Search code examples
perlmojoliciousmojo-useragent

Mojo::DOM breaking UTF8 in Perl


I'm trying to find out how to use Mojo::DOM with UTF8 (and other formats... not just UTF8). It seems to mess up the encoding:

    my $dom = Mojo::DOM->new($html);

    $dom->find('script')->reverse->each(sub {
        #print "$_->{id}\n";
        $_->remove;
    });

    $dom->find('style')->reverse->each(sub {
        #print "$_->{id}\n";
        $_->remove;
    });

    $dom->find('script')->reverse->each(sub {
        #print "$_->{id}\n";
        $_->remove;
    });

    my $html = "$dom"; # pass back to $html, now we have cleaned it up...

This is what I get when saving the file without running it through Mojo:

enter image description here

...and then once through Mojo:

enter image description here

FWIW, I'm grabbing the HTML file using Path::Tiny, with:

my $utf8 = path($_[0])->slurp_raw;

Which to my understanding, should already have the string decoded into bytes ready for Mojo?

UPDATE: After Brians suggestion, I looked into how I could figure out the encoding type to decode it correctly. I tried Encode::Guess and a few others, but they seemed to get it wrong on quite a few. This one seems to do the trick:

my $enc_tmp = `encguess $_[0]`;
my ($fname,$type) = split /\s+/, $enc_tmp;
my $decoded = decode( $type||"UTF-8", path($_[0])->slurp_raw );

Solution

  • You are slurping raw octets but not decoding them (storing the raw in $utf8). Then you treat it as if you had decoded it, so the result is mojibake.

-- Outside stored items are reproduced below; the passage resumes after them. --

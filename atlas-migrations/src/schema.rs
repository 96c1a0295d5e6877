// Mirrors the tables created by sql/*.sql plus the migration ledger.

diesel::table! {
    schema_migrations (version) {
        version -> Int8,
        #[max_length = 255]
        name -> Varchar,
        #[max_length = 64]
        checksum -> Varchar,
        applied_at -> Timestamptz,
        adopted -> Bool,
    }
}

diesel::table! {
    users (id) {
        id -> Uuid,
        #[max_length = 255]
        email -> Varchar,
        #[max_length = 100]
        display_name -> Nullable<Varchar>,
        created_at -> Timestamptz,
        updated_at -> Timestamptz,
        email_notifications -> Jsonb,
    }
}

diesel::table! {
    error_events (id) {
        id -> Uuid,
        #[max_length = 16]
        level -> Varchar,
        #[max_length = 50]
        source -> Varchar,
        message -> Text,
        stack -> Nullable<Text>,
        #[max_length = 64]
        fingerprint -> Nullable<Varchar>,
        #[max_length = 2048]
        request_path -> Nullable<Varchar>,
        #[max_length = 512]
        user_agent -> Nullable<Varchar>,
        context -> Jsonb,
        user_id -> Nullable<Uuid>,
        occurred_at -> Timestamptz,
        created_at -> Timestamptz,
    }
}

diesel::table! {
    brands (id) {
        id -> Uuid,
        #[max_length = 100]
        slug -> Varchar,
        #[max_length = 255]
        name -> Varchar,
        logo_url -> Nullable<Text>,
        #[max_length = 7]
        primary_color -> Nullable<Varchar>,
        website_url -> Nullable<Text>,
        is_active -> Bool,
        created_at -> Timestamptz,
        updated_at -> Timestamptz,
    }
}

diesel::table! {
    pricing_plans (id) {
        id -> Uuid,
        #[max_length = 100]
        slug -> Varchar,
        #[max_length = 255]
        name -> Varchar,
        description -> Nullable<Text>,
        price_cents -> Int4,
        #[max_length = 3]
        currency -> Varchar,
        #[max_length = 16]
        billing_interval -> Varchar,
        features -> Jsonb,
        is_active -> Bool,
        sort_order -> Int4,
        created_at -> Timestamptz,
        updated_at -> Timestamptz,
    }
}

diesel::table! {
    blog_posts (id) {
        id -> Uuid,
        #[max_length = 200]
        slug -> Varchar,
        #[max_length = 300]
        title -> Varchar,
        excerpt -> Nullable<Text>,
        body -> Text,
        cover_image_url -> Nullable<Text>,
        author_id -> Nullable<Uuid>,
        #[max_length = 16]
        status -> Varchar,
        published_at -> Nullable<Timestamptz>,
        created_at -> Timestamptz,
        updated_at -> Timestamptz,
    }
}

diesel::joinable!(error_events -> users (user_id));
diesel::joinable!(blog_posts -> users (author_id));

diesel::allow_tables_to_appear_in_same_query!(
    schema_migrations,
    users,
    error_events,
    brands,
    pricing_plans,
    blog_posts,
);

    • If you read raw octets, decode it before you use it. You'll end up with the right Perl internal string.
    • slurp_utf8 will decode for you.
    • Likewise, you have to encode when you output again. The open pragma does that in this example.
    • Mojolicious already has Mojo::File->slurp to get raw octets, so you can reduce your dependency list.
    use v5.10;
    use utf8;
    
    use open qw(:std :utf8);
    use Path::Tiny;
    use Mojo::File;
    use Mojo::Util qw(decode);
    
    my $filename = 'test.txt';
    open my $fh, '>:encoding(UTF-8)', $filename;
    say { $fh } "Copyright © 2022";
    close $fh;
    
    my $octets = path($filename)->slurp_utf8;
    
    say "===== Path::Tiny::slurp_raw, no decode";
    say path($filename)->slurp_raw;
    
    say "===== Path::Tiny::slurp_raw, decode";
    say decode( 'UTF-8', path($filename)->slurp_raw );
    
    say "===== Path::Tiny::slurp_utf8";
    say path($filename)->slurp_utf8;
    
    say "===== Mojo::File::slurp, decode";
    say  decode( 'UTF-8', Mojo::File->new($filename)->slurp );
    

    The output:

    ===== Path::Tiny::slurp_raw, no decode
    Copyright © 2022
    
    ===== Path::Tiny::slurp_raw, decode
    Copyright © 2022
    
    ===== Path::Tiny::slurp_utf8
    Copyright © 2022
    
    ===== Mojo::File::slurp, decode
    Copyright © 2022